§ **TASK**
Filter the data below for the string "message" and copy each matching line.

§ **EXERCISE INPUTS**
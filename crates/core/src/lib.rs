//! Domain layer for the filegate session service.
//!
//! Holds everything that does not depend on HTTP or SQL: the session and user
//! models, the error taxonomy, token digests, duration parsing, input
//! validation, and the storage capability traits the lifecycle runs against.

pub mod error;
pub mod expiry;
pub mod hashing;
pub mod session;
pub mod store;
pub mod types;
pub mod user;
pub mod validation;
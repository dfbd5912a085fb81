//! Tests for `AppError` → HTTP response mapping.
//!
//! These call `IntoResponse` directly on `AppError` values; no server needed.

use axum::http::StatusCode;
use axum::response::IntoResponse;
use filegate_api::error::AppError;
use filegate_core::error::{CoreError, FieldError};
use filegate_core::store::StoreError;
use http_body_util::BodyExt;

/// Helper: convert an `AppError` into its status code and parsed JSON body.
async fn error_to_response(err: AppError) -> (StatusCode, serde_json::Value) {
    let response = err.into_response();
    let status = response.status();
    let bytes = response.into_body().collect().await.unwrap().to_bytes();
    let json: serde_json::Value = serde_json::from_slice(&bytes).unwrap();
    (status, json)
}

#[tokio::test]
async fn validation_error_returns_422() {
    let (status, json) =
        error_to_response(AppError::Core(CoreError::Validation(vec![
            FieldError::new("id", "id is required"),
            FieldError::new("password", "password is required"),
        ])))
        .await;

    assert_eq!(status, StatusCode::UNPROCESSABLE_ENTITY);
    assert_eq!(json["code"], "VALIDATION_ERROR");
    assert_eq!(json["error"], "Validation failed");
    assert_eq!(
        json["details"],
        serde_json::json!([
            { "field": "id", "message": "id is required" },
            { "field": "password", "message": "password is required" },
        ])
    );
}

#[tokio::test]
async fn user_exists_returns_409() {
    let (status, json) = error_to_response(AppError::Core(CoreError::UserExists)).await;

    assert_eq!(status, StatusCode::CONFLICT);
    assert_eq!(json["code"], "USER_EXISTS");
}

#[tokio::test]
async fn invalid_credentials_returns_401() {
    let (status, json) = error_to_response(AppError::Core(CoreError::InvalidCredentials)).await;

    assert_eq!(status, StatusCode::UNAUTHORIZED);
    assert_eq!(json["code"], "INVALID_CREDENTIALS");
    assert_eq!(json["error"], "Invalid id or password");
}

#[tokio::test]
async fn unauthorized_and_expired_are_distinguishable() {
    let (status, unauthorized) =
        error_to_response(AppError::Core(CoreError::Unauthorized("nope".into()))).await;
    assert_eq!(status, StatusCode::UNAUTHORIZED);
    assert_eq!(unauthorized["code"], "UNAUTHORIZED");

    let (status, expired) =
        error_to_response(AppError::Core(CoreError::TokenExpired("old".into()))).await;
    assert_eq!(status, StatusCode::UNAUTHORIZED);
    assert_eq!(expired["code"], "TOKEN_EXPIRED");
    assert_eq!(expired["error"], "old");
}

#[tokio::test]
async fn bad_request_error_returns_400() {
    let (status, json) = error_to_response(AppError::BadRequest("invalid field value".into())).await;

    assert_eq!(status, StatusCode::BAD_REQUEST);
    assert_eq!(json["code"], "BAD_REQUEST");
    assert_eq!(json["error"], "invalid field value");
}

#[tokio::test]
async fn internal_errors_are_sanitized() {
    let (status, json) =
        error_to_response(AppError::Core(CoreError::Internal(
            "secret database credentials leaked".into(),
        )))
        .await;
    assert_eq!(status, StatusCode::INTERNAL_SERVER_ERROR);
    assert_eq!(json["code"], "INTERNAL_SERVER_ERROR");
    assert!(!json["error"].as_str().unwrap().contains("secret"));

    let store_failure: CoreError = StoreError::Backend("connection refused at 10.0.0.5".into()).into();
    let (status, json) = error_to_response(AppError::Core(store_failure)).await;
    assert_eq!(status, StatusCode::INTERNAL_SERVER_ERROR);
    assert!(!json["error"].as_str().unwrap().contains("10.0.0.5"));
}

§ **TASK RESULT**
            { "field": "id", "message": "id is required" },
            { "field": "password", "message": "password is required" },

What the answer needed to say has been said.